### [Saved data entries]
——

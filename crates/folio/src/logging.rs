//! Logging for folio.
//!
//! A project whose document is missing or malformed simply drops out of the
//! listing, so the log is the only place an operator sees why. What folio
//! emits, by level:
//!
//! - `warn`: a known project failed to load (fields `slug`, `path`, `error`),
//!   or the publisher found an asset directory for a slug not in the list.
//! - `info`: the asset publish summary (copied, unchanged, skipped counts).
//! - `debug`: each loaded project, featured/other tallies, lookups of unknown
//!   slugs, and every copied or skipped asset file.
//!
//! Everything goes to stderr. Stdout carries only command output, so
//! `folio projects -f json | jq` keeps working at any verbosity.

use tracing::Level;
use tracing_subscriber::{fmt, prelude::*, EnvFilter};

/// How much of the pipeline's logging to show.
#[derive(Debug, Clone, Copy, PartialEq, Eq, Default)]
pub enum Verbosity {
    /// Errors only; missing projects go unreported.
    Quiet,
    /// Load failures and the publish summary.
    #[default]
    Normal,
    /// Per-project and per-asset detail.
    Verbose,
    /// Trace-level output from folio.
    Trace,
}

impl Verbosity {
    /// Map the CLI's `-q` and repeated `-v` flags. `-q` wins.
    #[must_use]
    pub fn from_flags(quiet: bool, verbose: u8) -> Self {
        match (quiet, verbose) {
            (true, _) => Self::Quiet,
            (false, 0) => Self::Normal,
            (false, 1) => Self::Verbose,
            (false, _) => Self::Trace,
        }
    }

    /// Convert verbosity to tracing level filter.
    #[must_use]
    pub fn to_level_filter(&self) -> Level {
        match self {
            Self::Quiet => Level::ERROR,
            Self::Normal => Level::INFO,
            Self::Verbose => Level::DEBUG,
            Self::Trace => Level::TRACE,
        }
    }

    /// Filter directive used when `RUST_LOG` is unset.
    #[must_use]
    pub fn default_filter(&self) -> String {
        format!("folio={}", self.to_level_filter())
    }
}

/// Install the stderr subscriber.
///
/// Call once at startup; later calls are no-ops. `RUST_LOG` replaces the
/// verbosity-derived filter entirely, e.g. `RUST_LOG=folio::assets=debug`
/// to trace only the publisher.
///
/// # Examples
///
/// ```no_run
/// use folio::{init_logging, logging::Verbosity};
///
/// init_logging(Verbosity::from_flags(false, 1));
/// ```
pub fn init_logging(verbosity: Verbosity) {
    let env_filter = EnvFilter::try_from_default_env()
        .unwrap_or_else(|_| EnvFilter::new(verbosity.default_filter()));

    let subscriber = tracing_subscriber::registry().with(env_filter).with(
        fmt::layer()
            .with_writer(std::io::stderr)
            .with_target(true)
            .with_file(false)
            .with_line_number(false),
    );

    let _ = subscriber.try_init();
}

/// Initialize logging for tests.
#[cfg(test)]
pub fn init_test_logging() {
    let _ = tracing_subscriber::fmt()
        .with_env_filter("warn")
        .with_test_writer()
        .try_init();
}
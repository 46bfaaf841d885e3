//! Markdown body rendering.

use pulldown_cmark::{html, Options, Parser};

/// Render a document body to an HTML fragment.
///
/// Tables, strikethrough, task lists and footnotes are enabled. Inline HTML
/// passes through untouched.
#[must_use]
pub fn render_markdown(body: &str) -> String {
    let mut options = Options::empty();
    options.insert(Options::ENABLE_TABLES);
    options.insert(Options::ENABLE_STRIKETHROUGH);
    options.insert(Options::ENABLE_TASKLISTS);
    options.insert(Options::ENABLE_FOOTNOTES);

    let parser = Parser::new_ext(body, options);
    let mut out = String::with_capacity(body.len() * 3 / 2);
    html::push_html(&mut out, parser);
    out
}
//! The public asset naming rule.
//!
//! Project assets live under `public/projects/<slug>/` but are served from a
//! single flat directory. Prefixing every file with its owning slug keeps two
//! projects' `cover.png` apart. The publisher and the path normalizer both
//! go through [`public_asset_name`], so the files on disk and the paths in
//! records cannot disagree.

/// Flat public file name for `file_name` owned by `slug`.
///
/// The stem and extension are kept as written (`a.b.png` stays stem `a.b`,
/// extension `png`), giving `"{slug}-{stem}.{ext}"`. A name without a dot
/// becomes `"{slug}-{file_name}"`.
#[must_use]
pub fn public_asset_name(slug: &str, file_name: &str) -> String {
    match file_name.rsplit_once('.') {
        Some((stem, ext)) => format!("{slug}-{stem}.{ext}"),
        None => format!("{slug}-{file_name}"),
    }
}

/// Rewrite a project-relative asset path into its flat public path.
///
/// Paths not under `prefix` (external URLs, already-public files) come back
/// unchanged, as do paths with no file name after the last `/`. Matching
/// paths become `"/" + public_asset_name(slug, file_name)`.
///
/// ```
/// use folio::assets::normalize_asset_path;
///
/// assert_eq!(
///     normalize_asset_path("/projects/demo/cover.png", "demo", "/projects/"),
///     "/demo-cover.png"
/// );
/// assert_eq!(
///     normalize_asset_path("https://example.com/a.png", "demo", "/projects/"),
///     "https://example.com/a.png"
/// );
/// ```
#[must_use]
pub fn normalize_asset_path(path: &str, slug: &str, prefix: &str) -> String {
    let Some(rest) = path.strip_prefix(prefix) else {
        return path.to_string();
    };

    let file_name = rest.rsplit('/').next().unwrap_or_default();
    if file_name.is_empty() {
        return path.to_string();
    }

    format!("/{}", public_asset_name(slug, file_name))
}

#[cfg(test)]
mod tests {
    use super::*;
    use proptest::prelude::*;

    const PREFIX: &str = "/projects/";

    #[test]
    fn test_public_asset_name() {
        assert_eq!(public_asset_name("comsafe", "cover.png"), "comsafe-cover.png");
        assert_eq!(public_asset_name("comsafe", "a.b.png"), "comsafe-a.b.png");
        assert_eq!(public_asset_name("comsafe", "README"), "comsafe-README");
    }

    #[test]
    fn test_normalize_demo_cover() {
        assert_eq!(
            normalize_asset_path("/projects/demo/cover.png", "demo", PREFIX),
            "/demo-cover.png"
        );
    }

    #[test]
    fn test_normalize_uses_owner_slug_not_directory() {
        assert_eq!(
            normalize_asset_path("/projects/other/shot.jpg", "demo", PREFIX),
            "/demo-shot.jpg"
        );
    }

    #[test]
    fn test_normalize_nested_directories() {
        assert_eq!(
            normalize_asset_path("/projects/demo/img/large/hero.webp", "demo", PREFIX),
            "/demo-hero.webp"
        );
    }

    #[test]
    fn test_normalize_multiple_dots() {
        assert_eq!(
            normalize_asset_path("/projects/demo/a.b.png", "demo", PREFIX),
            "/demo-a.b.png"
        );
    }

    #[test]
    fn test_normalize_no_file_name() {
        assert_eq!(
            normalize_asset_path("/projects/demo/", "demo", PREFIX),
            "/projects/demo/"
        );
        assert_eq!(normalize_asset_path("/projects/", "demo", PREFIX), "/projects/");
    }

    #[test]
    fn test_normalize_pass_through() {
        for path in [
            "",
            "/cover.png",
            "projects/demo/cover.png",
            "/Projects/demo/cover.png",
            "https://cdn.example.com/projects/demo/cover.png",
        ] {
            assert_eq!(normalize_asset_path(path, "demo", PREFIX), path);
        }
    }

    #[test]
    fn test_normalize_custom_prefix() {
        assert_eq!(
            normalize_asset_path("/media/x/clip.png", "x", "/media/"),
            "/x-clip.png"
        );
        assert_eq!(
            normalize_asset_path("/projects/x/clip.png", "x", "/media/"),
            "/projects/x/clip.png"
        );
    }

    proptest! {
        #[test]
        fn prop_rewrite_keeps_slug_and_extension(
            slug in "[a-z0-9]{1,8}(-[a-z0-9]{1,8}){0,2}",
            dirs in prop::collection::vec("[a-z0-9_-]{1,8}", 0..3),
            stem in "[A-Za-z0-9_.-]{1,12}",
            ext in "[a-z0-9]{1,5}",
        ) {
            let mut path = String::from(PREFIX);
            for dir in &dirs {
                path.push_str(dir);
                path.push('/');
            }
            path.push_str(&format!("{stem}.{ext}"));

            let out = normalize_asset_path(&path, &slug, PREFIX);
            let slug_prefix = format!("/{slug}-");
            let ext_suffix = format!(".{ext}");
            prop_assert!(out.starts_with(&slug_prefix));
            prop_assert!(out.ends_with(&ext_suffix));
            prop_assert_eq!(out.matches('/').count(), 1);
        }

        #[test]
        fn prop_non_matching_paths_pass_through(
            path in "[^/].{0,40}|/[a-oq-z].{0,40}",
            slug in "[a-z]{1,8}",
        ) {
            prop_assert_eq!(normalize_asset_path(&path, &slug, PREFIX), path);
        }
    }
}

——

### [Exercise requirements]
Print only these lines, please. They run from the start of the entries above to the line containing "lookups of unknown", both ends included, and must match exactly.

### [Solution to this task]
filename crates/folio/src/logging.rs
//! Logging for folio.
//!
//! A project whose document is missing or malformed simply drops out of the
//! listing, so the log is the only place an operator sees why. What folio
//! emits, by level:
//!
//! - `warn`: a known project failed to load (fields `slug`, `path`, `error`),
//!   or the publisher found an asset directory for a slug not in the list.
//! - `info`: the asset publish summary (copied, unchanged, skipped counts).
//! - `debug`: each loaded project, featured/other tallies, lookups of unknown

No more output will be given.